Dari analisis, dengan kata lain, kita bisa bergerak menuju pertimbangan mengenai semua faktor
dan elemen penyusunnya yang harus merupakan bagian dari (a) proses yang mampu mencapai
kesepakatan antara semua pihak yang terlibat, dan (b) sebuah hasil yang mungkin tercapai dan
semua elemen, kebutuhan dan kepentingan yang diidentifikasi.

c. Proses Negoisasi

Banyaknya kerja yang diperlukan dalam desain proses. Banyak hal yang harus dibahas untuk
menemukan rencana intervensi yang paling tepat dalam kondisi tertentu. Namun, usaha ini amat
penting. Tanpa alat-alat proses yang tepat, negosiasi tidak akan mencapai tujuan yang
diinginkan. Dengan cukup kerja yang dilakukan dalam analisis konflik, dan dalam perencanaan
proses, kita bisa mulai berpikir mengenai perencanaan hasil. Isi hasil ini – institusi dan
mekanisme yang dapat digunakan untuk mendorong penyelesaian demokratik.
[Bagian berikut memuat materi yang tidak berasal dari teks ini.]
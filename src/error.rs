use ndarray_linalg::error::LinalgError;
use thiserror::Error;

/// Conditions under which the estimator refuses to touch its state.
///
/// Every variant is local to a single call: the caller can drop the offending measurement or
/// prior and carry on with the estimator exactly as it was before the failed call.
#[derive(Debug, Error)]
pub enum EstimationError {
    #[error("{what} has shape {found:?}, expected {expected:?}")]
    DimensionMismatch {
        what: &'static str,
        expected: (usize, usize),
        found: (usize, usize),
    },
    #[error("prior contains non-finite values")]
    NonFinitePrior,
    #[error("covariance is not symmetric (largest asymmetry {asymmetry:e})")]
    AsymmetricCovariance { asymmetry: f64 },
    #[error("covariance is not positive semi-definite (smallest eigenvalue {min_eigenvalue:e})")]
    IndefiniteCovariance { min_eigenvalue: f64 },
    #[error("noise variance must be positive and finite, got {0}")]
    NonPositiveNoise(f64),
    #[error("singular innovation covariance ({0:e})")]
    SingularInnovation(f64),
    #[error("innovation covariance overflowed ({0})")]
    NonFiniteInnovation(f64),
    #[error("measurement ({current}, {voltage}) is not finite")]
    NonFiniteMeasurement { current: f64, voltage: f64 },
    #[error("measurement {index} rejected: {source}")]
    Rejected {
        index: usize,
        #[source]
        source: Box<EstimationError>,
    },
    #[error(transparent)]
    Linalg(#[from] LinalgError),
}
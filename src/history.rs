//! Flat, serialisable rows of an estimation history for external plotting tools
use std::fs::File;
use std::io::Write;
use std::path::Path;

use serde::Serialize;

use crate::estimator::Snapshot;
use crate::Result;

/// One step of the estimation history, flattened for tabular output
#[derive(Clone, Debug, PartialEq, Serialize)]
pub struct HistoryRow {
    /// Zero for the prior, `k` after the `k`th measurement
    pub step: usize,
    pub resistance: f64,
    pub offset: f64,
    pub resistance_variance: f64,
    pub offset_variance: f64,
    /// The off-diagonal element `P[0][1]` of the covariance
    pub covariance: f64,
}

impl HistoryRow {
    fn from_snapshot(step: usize, snapshot: &Snapshot) -> Self {
        let (resistance_variance, offset_variance) = snapshot.variances();
        Self {
            step,
            resistance: snapshot.resistance(),
            offset: snapshot.offset(),
            resistance_variance,
            offset_variance,
            covariance: snapshot.covariance[[0, 1]],
        }
    }
}

/// Flatten a history into rows, numbering the steps from the prior
#[must_use]
pub fn rows(history: &[Snapshot]) -> Vec<HistoryRow> {
    history
        .iter()
        .enumerate()
        .map(|(step, snapshot)| HistoryRow::from_snapshot(step, snapshot))
        .collect()
}

/// Write a history as headed csv to `writer`
///
/// # Errors
/// Returns an error if a row cannot be serialised or the writer fails.
pub fn write_csv<W: Write>(history: &[Snapshot], writer: W) -> Result<()> {
    let mut wtr = csv::Writer::from_writer(writer);
    for row in rows(history) {
        wtr.serialize(row)?;
    }
    wtr.flush()?;
    Ok(())
}

/// Write a history as headed csv to the file at `path`, replacing any existing file
///
/// # Errors
/// Returns an error if the file cannot be created or written.
pub fn write_csv_file(history: &[Snapshot], path: &Path) -> Result<()> {
    let file = File::create(path)?;
    write_csv(history, file)?;
    log::info!("wrote {} history rows to {}", history.len(), path.display());
    Ok(())
}
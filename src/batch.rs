//! One-shot least-squares solutions, used as a reference for the recursive estimator
use ndarray::{Array1, Array2};
use ndarray_linalg::Inverse;

use crate::math::observation_matrix;
use crate::measurement::Dataset;
use crate::EstimationError;

/// The parameter vector and covariance of a one-shot least-squares solve
#[derive(Clone, Debug, PartialEq)]
pub struct BatchSolution {
    /// `(resistance, offset)`
    pub estimate: Array1<f64>,
    /// Covariance of `estimate`, in units of the noise variance for [`least_squares`]
    pub covariance: Array2<f64>,
}

impl BatchSolution {
    #[must_use]
    pub fn resistance(&self) -> f64 {
        self.estimate[0]
    }

    #[must_use]
    pub fn offset(&self) -> f64 {
        self.estimate[1]
    }
}

fn distinct_currents(dataset: &Dataset) -> usize {
    let mut currents = dataset.currents();
    currents.sort_by(f64::total_cmp);
    currents.dedup();
    currents.len()
}

/// Ordinary least squares through the normal equations
///
/// Solves $x = (A^T A)^{-1} A^T V$ where the rows of $A$ are the observation rows `[I_k, 1]`. The
/// returned covariance is $(A^T A)^{-1}$, to be scaled by the noise variance.
///
/// # Errors
/// Returns an error if the dataset holds fewer than two distinct currents, in which case the
/// slope is undetermined and $A^T A$ is singular.
pub fn least_squares(dataset: &Dataset) -> Result<BatchSolution, EstimationError> {
    let distinct = distinct_currents(dataset);
    if distinct < 2 {
        return Err(EstimationError::DimensionMismatch {
            what: "distinct currents",
            expected: (2, 1),
            found: (distinct, 1),
        });
    }

    let a = observation_matrix(&dataset.currents());
    let v = Array1::from(dataset.voltages());

    let normal = a.t().dot(&a);
    let covariance = normal.inv()?;
    let estimate = covariance.dot(&a.t().dot(&v));

    Ok(BatchSolution {
        estimate,
        covariance,
    })
}

/// Least squares with a Gaussian prior, in information form
///
/// The prior enters as a pseudo-observation, so the solution
///
/// $$
///     x = \left(P_0^{-1} + A^T A / \sigma^2\right)^{-1}
///         \left(P_0^{-1} x_0 + A^T V / \sigma^2\right)
/// $$
///
/// is exactly the state the recursive estimator reaches after consuming every measurement of
/// `dataset`, in any order.
///
/// # Errors
/// Returns an error if the prior has the wrong shape or a singular covariance, or if
/// `noise_variance` is not strictly positive.
pub fn least_squares_with_prior(
    dataset: &Dataset,
    prior_mean: &Array1<f64>,
    prior_covariance: &Array2<f64>,
    noise_variance: f64,
) -> Result<BatchSolution, EstimationError> {
    if prior_mean.len() != 2 {
        return Err(EstimationError::DimensionMismatch {
            what: "prior mean",
            expected: (2, 1),
            found: (prior_mean.len(), 1),
        });
    }
    if prior_covariance.dim() != (2, 2) {
        return Err(EstimationError::DimensionMismatch {
            what: "prior covariance",
            expected: (2, 2),
            found: prior_covariance.dim(),
        });
    }
    if !(noise_variance.is_finite() && noise_variance > 0.0) {
        return Err(EstimationError::NonPositiveNoise(noise_variance));
    }

    let a = observation_matrix(&dataset.currents());
    let v = Array1::from(dataset.voltages());

    let prior_information = prior_covariance.inv()?;
    let information = &prior_information + &(a.t().dot(&a) / noise_variance);
    let covariance = information.inv()?;
    let estimate =
        covariance.dot(&(prior_information.dot(prior_mean) + a.t().dot(&v) / noise_variance));

    Ok(BatchSolution {
        estimate,
        covariance,
    })
}

#[cfg(test)]
mod tests {
    use ndarray::{arr1, arr2, Array1};
    use ndarray_rand::rand::{Rng, SeedableRng};
    use rand_isaac::Isaac64Rng;

    use super::{least_squares, least_squares_with_prior};
    use crate::measurement::Dataset;
    use crate::{EstimationError, RecursiveEstimator, Result};

    fn reference_dataset() -> Dataset {
        Dataset::from_columns(&[0.2, 0.3, 0.4, 0.5, 0.6], &[1.23, 1.38, 2.06, 2.47, 3.17])
            .unwrap()
    }

    #[test]
    fn ordinary_least_squares_matches_tabulated_line() -> Result<()> {
        let solution = least_squares(&reference_dataset())?;

        approx::assert_relative_eq!(solution.resistance(), 4.97, max_relative = 1e-10);
        approx::assert_relative_eq!(solution.offset(), 0.074, max_relative = 1e-8);
        Ok(())
    }

    #[test]
    fn noiseless_lines_are_recovered_exactly() -> Result<()> {
        let seed = 40;
        let mut rng = Isaac64Rng::seed_from_u64(seed);
        let resistance: f64 = rng.gen_range(1.0..100.0);
        let offset: f64 = rng.gen_range(-1.0..1.0);

        let currents = (0..20).map(|_| rng.gen_range(0.0..2.0)).collect::<Vec<f64>>();
        let voltages = currents
            .iter()
            .map(|current| resistance * current + offset)
            .collect::<Vec<_>>();
        let solution = least_squares(&Dataset::from_columns(&currents, &voltages)?)?;

        approx::assert_relative_eq!(solution.resistance(), resistance, max_relative = 1e-9);
        approx::assert_abs_diff_eq!(solution.offset(), offset, epsilon = 1e-9);
        Ok(())
    }

    #[test]
    fn a_single_distinct_current_is_rejected() -> Result<()> {
        let dataset = Dataset::from_columns(&[0.3, 0.3, 0.3], &[1.3, 1.4, 1.5])?;
        assert!(matches!(
            least_squares(&dataset),
            Err(EstimationError::DimensionMismatch { found: (1, 1), .. })
        ));
        Ok(())
    }

    #[test]
    fn solution_with_prior_matches_recursive_estimate() -> Result<()> {
        let dataset = reference_dataset();
        let prior_mean = arr1(&[4.0, 0.0]);
        let prior_covariance = arr2(&[[9.0, 0.0], [0.0, 0.2]]);
        let noise_variance = 0.0225;

        let batch =
            least_squares_with_prior(&dataset, &prior_mean, &prior_covariance, noise_variance)?;

        let mut estimator = RecursiveEstimator::initialize(prior_mean, prior_covariance)?;
        estimator.process(&dataset, noise_variance)?;

        for (expected, actual) in batch.estimate.iter().zip(estimator.estimate()) {
            approx::assert_relative_eq!(expected, actual, max_relative = 1e-10);
        }
        for (expected, actual) in batch.covariance.iter().zip(estimator.covariance()) {
            approx::assert_relative_eq!(expected, actual, max_relative = 1e-8);
        }
        Ok(())
    }

    #[test]
    fn an_empty_dataset_returns_the_prior() -> Result<()> {
        let prior_mean = arr1(&[4.0, 0.0]);
        let prior_covariance = arr2(&[[9.0, 0.0], [0.0, 0.2]]);

        let batch =
            least_squares_with_prior(&Dataset::default(), &prior_mean, &prior_covariance, 1.0)?;

        for (expected, actual) in prior_mean.iter().zip(&batch.estimate) {
            approx::assert_abs_diff_eq!(expected, actual, epsilon = 1e-12);
        }
        Ok(())
    }

    #[test]
    fn non_positive_noise_is_rejected() {
        let result = least_squares_with_prior(
            &reference_dataset(),
            &Array1::zeros(2),
            &arr2(&[[1.0, 0.0], [0.0, 1.0]]),
            0.0,
        );
        assert!(matches!(result, Err(EstimationError::NonPositiveNoise(_))));
    }
}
d. Katup-katup Demokratis Bagi Pengelolaan Konflik

Pemerintahan demokrasi yang kuat merupakan pilar utama dalam pembangunan penyelesaian
yang memuaskan terhadap konflik. Demokrasi merupakan sebuah sistem yang dalamnya konflik
dalam masyarakat bisa diformulasikan, diekspresikan dan dikelola dalam cara yang memuaskan
melalui saluran institusional seperti partai politik atau parlemen, dan bukannya malah diredam
atau diabaikan

Agar demokrasi dengan sistem pembagian kekuasaan dapat bekerja, perlu ada suatu kelompok
inti moderat yang cukup kuat –melibatkan baik elit politik maupun masyarakat madani-– yang
mendukung koeksistensi secara pragmatik dalam masyarakat multi—etnik. Kelompok moderat
yang memiliki komitmen untuk membagi kekuasaan dalam demokrasi multi—etnik harus bisa
menahan tekanan yang timbul dari politisi golongan ekstrem dan masyarakat yang termobilisasi
pada perbedaan etnik sebagai cara menuju kekuasaan.

e. Memelihara Perjanjian Perdamaian

Terdapat pengakuan yang semakin luas oleh komunitas internasional bahwa pencegahan konflik
harus membahas akar masalah dan mengelola sumber konflik yang berlanjut dengan cara yang
terstruktur dan membangun.

Pelajaran yang diberikan secara keseluruhan oleh keberhasilan dan kegagalan untuk calon
pembangun demokrasi? Yang pertama adalah bahwa proses pencapaian kesepakatan harus
diperhatikan, tidak hanya terkonsentrasi pada hasil skenario. Pembedaan antara proses dan hasil
ini merupakan salah satu pelajaran yang paling keras dalam pembangunan perdamaian pasca-
penyelesaian dalam dekade 1990-an.

Memperhatikan hasil penelitian, analisa data, dan diskusi teoritik yang telah disajikan di atas,
maka penelitian tentang resolusi konflik Pilkada ini dapat merumuskan kesimpulan sebagai
berikut:

1. Pandangan, pemahaman, dan pemaknaan warga, elit politik, pemerintah dan elemen terkait
tentang pengelolaan konflik pilkada tidak ada, artinya semua pihak dalam hal ini tidak memiliki
pemahaman yang sistematis dan komprehensif.

2. Pengelolaan atau resolusi konflik Pilkada di arahkan pada dua hal. Pertama, mencari ketetapan
hukum atas persoalan yang menjadi pemicu konflik. Kedua, menggeser level konflik dari
manifest level menjadi latent level, atau dalam bahasa lain dapat disebut tindakan
menenggalamkan konflik di bawah permukaan . Inilah yang kita sebut dengan transformasi
konflik. Dalam konteks pengelolaan konflik di Kabupaten Tuban dan Lobar tidak terukur, karena
tidak ada perencanaan, pengorganisasian, sistem kontrol, yang disiapkan sebelumnya sebagai
tindakan preventif. Atau dapat dikatakan sifatnya alamiah (natural), mengalir apa adanya.

3. Model resolusi konflik Pilkada yang ditemukan disebut dengan fluidity resolution model yang
memiliki dua bentuk yakni formal resolution dan informal and accidental resolution. Resolusi
formal dilakukan jika konflik telah memasuki wilayah pelanggaran ketentuan-ketentuan hukum
legal formal. Sedangkan resolusi informal dilakukan jika konflik lebih bersentuhan dengan
problema: sosial, politik, dan ekonomi.